The old adage “an ounce of prevention is worth a pound of cure” is never as critical to follow as preparing for a disaster. It is worth it to start now, and even if you cannot afford to get everything at this point get what you can, and continue to build upon your kits, because every little bit will prove to be invaluable should the unexpected happen. And especially for those of us who have others who depend on us, like companion animals, and those who are living as vegans, it is important to place extra consideration to ensure that as many living beings survive as possible.

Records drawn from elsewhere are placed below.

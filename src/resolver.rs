//! Ordered dependency resolution
//!
//! Given a set of requested namespaces, produces every file needed to run
//! them, dependencies first. The ordering comes straight out of a depth-first
//! post-order traversal: a descriptor is appended only after everything it
//! requires has been appended, so no separate topological sort is needed.
//!
//! ## Process
//!
//! 1.  **Base first**: the graph's base descriptor, if any, seeds the result.
//! 2.  **Memoization**: a descriptor already in the result is skipped. This is
//!     keyed by path, since one file can declare several namespaces.
//! 3.  **Cycle detection**: the namespaces currently being resolved form an
//!     explicit stack; meeting one of them (or another namespace of a file in
//!     progress) again is a cycle.

use std::collections::HashSet;
use std::path::PathBuf;
use std::sync::Arc;

use crate::error::{Error, Result};
use crate::graph::NamespaceGraph;
use crate::source::SourceDescriptor;

/// Bookkeeping for one top-level resolution call
#[derive(Debug, Default)]
struct TraversalState {
    resolved: Vec<Arc<SourceDescriptor>>,
    seen: HashSet<PathBuf>,
    /// (namespace, owning file) pairs currently being resolved
    stack: Vec<(String, PathBuf)>,
}

impl TraversalState {
    fn push_resolved(&mut self, src: &Arc<SourceDescriptor>) {
        if self.seen.insert(src.path.clone()) {
            self.resolved.push(Arc::clone(src));
        }
    }
}

/// Resolve `namespaces` into the ordered list of files they need.
///
/// Every descriptor in the result appears after all descriptors its
/// `depends` map to, the base file (if the graph has one) is first, and no
/// descriptor appears twice.
pub fn resolve<S: AsRef<str>>(
    graph: &NamespaceGraph,
    namespaces: &[S],
) -> Result<Vec<Arc<SourceDescriptor>>> {
    let mut state = TraversalState::default();

    if let Some(base) = graph.base() {
        state.push_resolved(base);
    }

    for ns in namespaces {
        visit(graph, ns.as_ref(), &mut state)?;
    }

    debug_assert!(state.stack.is_empty());
    Ok(state.resolved)
}

fn visit(graph: &NamespaceGraph, ns: &str, state: &mut TraversalState) -> Result<()> {
    let src = graph
        .provider(ns)
        .ok_or_else(|| Error::UnresolvedNamespace {
            namespace: ns.to_string(),
            required_by: state
                .stack
                .last()
                .map(|(_, path)| path.display().to_string()),
        })?;

    if state.seen.contains(&src.path) {
        return Ok(());
    }

    if let Some(start) = state
        .stack
        .iter()
        .position(|(name, owner)| name == ns || *owner == src.path)
    {
        let mut cycle: Vec<String> = state.stack[start..]
            .iter()
            .map(|(name, _)| name.clone())
            .collect();
        cycle.push(ns.to_string());
        return Err(Error::CircularDependency { cycle });
    }

    state.stack.push((ns.to_string(), src.path.clone()));
    for dep in &src.depends {
        visit(graph, dep, state)?;
    }
    state.stack.pop();

    state.push_resolved(src);
    Ok(())
}

#[cfg(test)]
mod tests {
    use super::*;
    use crate::cache::{DescriptorCache, ModificationCache};
    use crate::source::SourceExtractor;
    use proptest::prelude::*;
    use std::collections::HashMap;

    fn graph() -> NamespaceGraph {
        let extractor = SourceExtractor::new(
            None,
            ModificationCache::new(false),
            DescriptorCache::new("descriptor"),
        )
        .unwrap();
        NamespaceGraph::new("test", extractor)
    }

    fn add(g: &mut NamespaceGraph, path: &str, declares: &[&str], depends: &[&str]) {
        g.add_descriptor(
            Arc::new(SourceDescriptor::with_namespaces(
                path,
                declares.iter().copied(),
                depends.iter().copied(),
            )),
            false,
        )
        .unwrap();
    }

    fn paths(list: &[Arc<SourceDescriptor>]) -> Vec<String> {
        list.iter()
            .map(|s| s.path.to_string_lossy().to_string())
            .collect()
    }

    #[test]
    fn test_base_then_dependencies_then_dependent() {
        let mut g = graph();
        g.add_descriptor(Arc::new(SourceDescriptor::base("base.js")), false)
            .unwrap();
        add(&mut g, "a.js", &["ns.a"], &[]);
        add(&mut g, "b.js", &["ns.b"], &["ns.a"]);

        let deps = resolve(&g, &["ns.b"]).unwrap();
        assert_eq!(paths(&deps), vec!["base.js", "a.js", "b.js"]);
    }

    #[test]
    fn test_two_node_cycle_reports_both_namespaces() {
        let mut g = graph();
        add(&mut g, "x.js", &["ns.x"], &["ns.y"]);
        add(&mut g, "y.js", &["ns.y"], &["ns.x"]);

        match resolve(&g, &["ns.x"]).unwrap_err() {
            Error::CircularDependency { cycle } => {
                assert_eq!(cycle, vec!["ns.x", "ns.y", "ns.x"]);
            }
            other => panic!("unexpected error: {other}"),
        }
    }

    #[test]
    fn test_cycle_through_second_namespace_of_same_file() {
        let mut g = graph();
        add(&mut g, "x.js", &["ns.x1", "ns.x2"], &["ns.y"]);
        add(&mut g, "y.js", &["ns.y"], &["ns.x2"]);

        match resolve(&g, &["ns.x1"]).unwrap_err() {
            Error::CircularDependency { cycle } => {
                assert_eq!(cycle, vec!["ns.x1", "ns.y", "ns.x2"]);
            }
            other => panic!("unexpected error: {other}"),
        }
    }

    #[test]
    fn test_diamond_is_deduplicated() {
        let mut g = graph();
        add(&mut g, "d.js", &["ns.d"], &[]);
        add(&mut g, "b.js", &["ns.b"], &["ns.d"]);
        add(&mut g, "c.js", &["ns.c"], &["ns.d"]);
        add(&mut g, "a.js", &["ns.a"], &["ns.b", "ns.c"]);

        let deps = resolve(&g, &["ns.a", "ns.c"]).unwrap();
        assert_eq!(paths(&deps), vec!["d.js", "b.js", "c.js", "a.js"]);
    }

    #[test]
    fn test_file_with_several_namespaces_appears_once() {
        let mut g = graph();
        add(&mut g, "multi.js", &["ns.one", "ns.two"], &[]);
        add(&mut g, "user.js", &["ns.user"], &["ns.one", "ns.two"]);

        let deps = resolve(&g, &["ns.user", "ns.two"]).unwrap();
        assert_eq!(paths(&deps), vec!["multi.js", "user.js"]);
    }

    #[test]
    fn test_unknown_requested_namespace() {
        let g = graph();
        match resolve(&g, &["ns.nowhere"]).unwrap_err() {
            Error::UnresolvedNamespace {
                namespace,
                required_by,
            } => {
                assert_eq!(namespace, "ns.nowhere");
                assert!(required_by.is_none());
            }
            other => panic!("unexpected error: {other}"),
        }
    }

    #[test]
    fn test_missing_transitive_namespace_names_requirer() {
        let mut g = graph();
        add(&mut g, "a.js", &["ns.a"], &["ns.gone"]);

        match resolve(&g, &["ns.a"]).unwrap_err() {
            Error::UnresolvedNamespace { required_by, .. } => {
                assert_eq!(required_by.as_deref(), Some("a.js"));
            }
            other => panic!("unexpected error: {other}"),
        }
    }

    #[test]
    fn test_requesting_root_namespace_keeps_base_once() {
        let mut g = graph();
        g.add_descriptor(Arc::new(SourceDescriptor::base("base.js")), false)
            .unwrap();
        add(&mut g, "a.js", &["ns.a"], &["goog"]);

        let deps = resolve(&g, &["goog", "ns.a"]).unwrap();
        assert_eq!(paths(&deps), vec!["base.js", "a.js"]);
    }

    #[test]
    fn test_empty_request_yields_only_base() {
        let mut g = graph();
        g.add_descriptor(Arc::new(SourceDescriptor::base("base.js")), false)
            .unwrap();
        let deps = resolve::<&str>(&g, &[]).unwrap();
        assert_eq!(paths(&deps), vec!["base.js"]);
    }

    /// Random DAG: node `i` may only depend on nodes with a smaller index.
    fn dag_strategy() -> impl Strategy<Value = Vec<Vec<usize>>> {
        (1usize..30).prop_flat_map(|n| {
            (0..n)
                .map(|i| proptest::collection::vec(0..i.max(1), 0..4usize.min(i + 1)))
                .collect::<Vec<_>>()
        })
    }

    proptest! {
        /// Property: every file comes after all files it depends on, base first
        #[test]
        fn resolve_orders_dependencies_first(edges in dag_strategy(), pick in any::<prop::sample::Index>()) {
            let mut g = graph();
            g.add_descriptor(Arc::new(SourceDescriptor::base("base.js")), false).unwrap();

            let n = edges.len();
            for (i, deps) in edges.iter().enumerate() {
                let declares = vec![format!("ns.n{i}")];
                let depends: Vec<String> = deps
                    .iter()
                    .filter(|d| **d < i)
                    .map(|d| format!("ns.n{d}"))
                    .collect();
                g.add_descriptor(
                    Arc::new(SourceDescriptor::with_namespaces(format!("n{i}.js"), declares, depends)),
                    false,
                ).unwrap();
            }

            let root = pick.index(n);
            let deps = resolve(&g, &[format!("ns.n{}", root)]).unwrap();

            prop_assert_eq!(&deps[0].path, &PathBuf::from("base.js"));

            let position: HashMap<PathBuf, usize> = deps
                .iter()
                .enumerate()
                .map(|(i, s)| (s.path.clone(), i))
                .collect();
            prop_assert_eq!(position.len(), deps.len(), "duplicate descriptors");

            for src in &deps {
                for ns in &src.depends {
                    let owner = &g.provider(ns).unwrap().path;
                    prop_assert!(position[owner] < position[&src.path]);
                }
            }
            let root_path = PathBuf::from(format!("n{}.js", root));
            prop_assert!(position.contains_key(&root_path));
        }
    }
}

FIRST-AID KIT (in a small plastic container)

+ First-aid manual
+ Sterile gauze pads of different sizes
+ Adhesive tape
+ Adhesive bandages in several sizes
+ Elastic bandage
+ A splint
+ Antiseptic wipes
+ Soap
+ Antibiotic ointment
+ Antiseptic solution (like hydrogen peroxide)
+ Cold packs/Heat packs (wrap in towel prior to use)
+ Tweezers
+ Sharp scissors
+ Safety pins
+ Disposable gloves

GO-KIT (in a backpack)

+ LED-flashlight
+ First-aid kit (as noted above)
+ Bottled water
+ Dried food like soy jerkies, energy bars, dried fruit, granola, etc.
+ Permanent marker, paper, tape to leave behind notes
+ Whistle
+ Flare or warning light to signal planes/helicopters
+ Multi-tool knife
+ Matches in waterproof container or cigarette lighter
+ Rain poncho
+ Warm hat/gloves
+ Sturdy shoes
+ A change of clothes
+ Emergency Mylar blanket (aka thermal blanket, Space Blanket, first-aid blanket)
+ Extra glasses, contact cases, contact solutions, other vital personal items
+ Prescription medication
+ Travel-size toothpaste and toothbrush
+ Photos of family members/companion animals for ID purposes
+ Copy of health insurance and identification cards
+ List of emergency point-of-contact phone numbers
+ Extra keys
+ Emergency cash in small denominations

COMPANION-ANIMAL GO-KIT (in a shoulder bag)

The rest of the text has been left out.